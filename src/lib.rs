// Copyright (c) 2021 Harry [Majored] [hello@majored.pw]
// MIT License (https://github.com/Majored/rs-async-zip/blob/main/LICENSE)

//! # zipstream
//!
//! A ZIP archive generator which emits its output as a forward-only sequence of chunks, without ever holding the
//! archive in memory or requiring a seekable destination.
//!
//! ## Features
//! - Pull-based design; nothing is read from an entry's source until the consumer asks for more bytes.
//! - Entries from files, in-memory data, callbacks, arbitrary readers, and empty directories.
//! - Transparent ZIP64 support for archives with large entries, large offsets, or many entries.
//! - [`std::io::Read`] and `futures` `AsyncRead` implementations, plus `tokio` support behind the `tokio` feature.
//! - Aims for resonable [specification](https://pkware.cachefly.net/webdocs/casestudies/APPNOTE.TXT) compliance.
//!
//! ## Installation
//!
//! ```toml
//! [dependencies]
//! zipstream = { version = "0.1.0", features = ["tokio"] }
//! ```
//!
//! ### Feature Flags
//! - `tokio` - Enables support for the `tokio` implementation module.
//!
//! ## Example
//! ```no_run
//! # use zipstream::{Archive, ArchiveStream, FileContent, StringContent};
//! # use zipstream::error::ZipError;
//! #
//! # fn run() -> Result<(), ZipError> {
//! let archive = Archive::new()
//!     .with_content(StringContent::new("readme.txt", "Hello, world!"))
//!     .with_content(FileContent::new("data/report.csv", "/tmp/report.csv"))
//!     .with_comment("generated on the fly");
//!
//! let mut stream = ArchiveStream::new(archive);
//! let mut file = std::fs::File::create("out.zip")?;
//! std::io::copy(&mut stream, &mut file)?;
//! #   Ok(())
//! # }
//! ```

pub mod archive;
pub mod entry;
pub mod error;
pub mod spec;
pub mod stream;
pub mod write;

pub(crate) mod string;

#[cfg(feature = "tokio")]
pub mod tokio;

pub use crate::archive::Archive;
pub use crate::entry::{
    CallbackContent, EmptyDirectory, EntryData, EntryKind, EntrySource, FileContent, Precompressed, ReaderContent,
    StringContent,
};
pub use crate::spec::{compression::Compression, date::ZipDateTime};
pub use crate::stream::ArchiveStream;
pub use crate::string::StringEncoding;
pub use crate::write::ZipEncoder;

#[cfg(test)]
pub(crate) mod tests;
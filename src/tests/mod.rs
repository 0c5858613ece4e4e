// Copyright (c) 2021 Harry [Majored] [hello@majored.pw]
// MIT License (https://github.com/Majored/rs-async-zip/blob/main/LICENSE)

pub(crate) mod spec;

use chrono::{DateTime, TimeZone, Utc};

use crate::archive::Archive;
use crate::error::Result;
use crate::write::ZipEncoder;

/// Routes `tracing` events through `env_logger`, eg. `RUST_LOG=trace cargo test`.
pub(crate) fn init_logger() {
    let _ = env_logger::builder().is_test(true).try_init();
}

/// A fixed modification time so that separate encodings of the same archive are byte-identical.
pub(crate) fn fixed_time() -> DateTime<Utc> {
    Utc.with_ymd_and_hms(2000, 9, 8, 7, 5, 4).unwrap()
}

/// Drains a fresh encoder over the archive into a single buffer.
pub(crate) fn encode(archive: Archive) -> Vec<u8> {
    ZipEncoder::new(archive).collect::<Result<Vec<_>>>().expect("failed to encode archive").concat()
}
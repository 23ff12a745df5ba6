pub mod client;
pub mod error;
pub mod format;
pub mod handler;
pub mod poll;
pub mod types;

pub use client::TelegramClient;
pub use error::BotError;
pub use format::{escape_markdown, format_record, MAX_CHAT_RESULTS};
pub use handler::handle_message;
pub use poll::run_polling;
pub use types::{Chat, Message, Update};
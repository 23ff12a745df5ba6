//! Chat command parsing.
//!
//! Commands are free text starting with the `/` sigil; the remainder is a
//! comma-delimited list whose meaning depends on arity alone:
//!
//! - `/keyword,country`
//! - `/keyword,city,country`
//! - `/keyword,city,country,engine`
//!
//! The positional grammar keeps chat friction low at the cost of being
//! ambiguous for city names that themselves contain a comma; that limitation
//! is accepted.

use thiserror::Error;

use crate::request::{EngineId, RequestError, SearchRequest, SUPPORTED_ENGINES};

/// Leading character marking a chat message as a command.
pub const COMMAND_SIGIL: char = '/';

#[derive(Debug, Error, PartialEq, Eq)]
pub enum CommandError {
    #[error(
        "bad format: expected {COMMAND_SIGIL}keyword,country or {COMMAND_SIGIL}keyword,city,country[,engine]"
    )]
    BadFormat,

    #[error(transparent)]
    Request(#[from] RequestError),

    #[error("unsupported engine \"{0}\" (expected one of: {SUPPORTED_ENGINES})")]
    UnsupportedEngine(String),
}

/// Parses a chat command into a validated [`SearchRequest`].
///
/// # Errors
///
/// - [`CommandError::BadFormat`] when the text does not start with the sigil
///   or the comma-separated arity is outside 2..=4.
/// - [`CommandError::Request`] when the keyword is empty or the country is
///   not in the country table.
/// - [`CommandError::UnsupportedEngine`] when a fourth segment names an
///   unknown engine. Unlike the HTTP path, the command form rejects bad
///   engines instead of silently defaulting.
pub fn parse_command(text: &str) -> Result<SearchRequest, CommandError> {
    let rest = text
        .trim()
        .strip_prefix(COMMAND_SIGIL)
        .ok_or(CommandError::BadFormat)?;

    let segments: Vec<&str> = rest.split(',').map(str::trim).collect();

    let (keyword, city, country, engine) = match segments.as_slice() {
        [keyword, country] => (*keyword, "", *country, EngineId::default()),
        [keyword, city, country] => (*keyword, *city, *country, EngineId::default()),
        [keyword, city, country, engine] => {
            let engine = EngineId::parse(engine)
                .ok_or_else(|| CommandError::UnsupportedEngine(engine.to_lowercase()))?;
            (*keyword, *city, *country, engine)
        }
        _ => return Err(CommandError::BadFormat),
    };

    Ok(SearchRequest::new(keyword, city, country, engine)?)
}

────────

Could you return the lines in the entries above that contain "UnsupportedEngine"?

WRITTEN RESPONSE:
    UnsupportedEngine(String),
/// - [`CommandError::UnsupportedEngine`] when a fourth segment names an
                .ok_or_else(|| CommandError::UnsupportedEngine(engine.to_lowercase()))?;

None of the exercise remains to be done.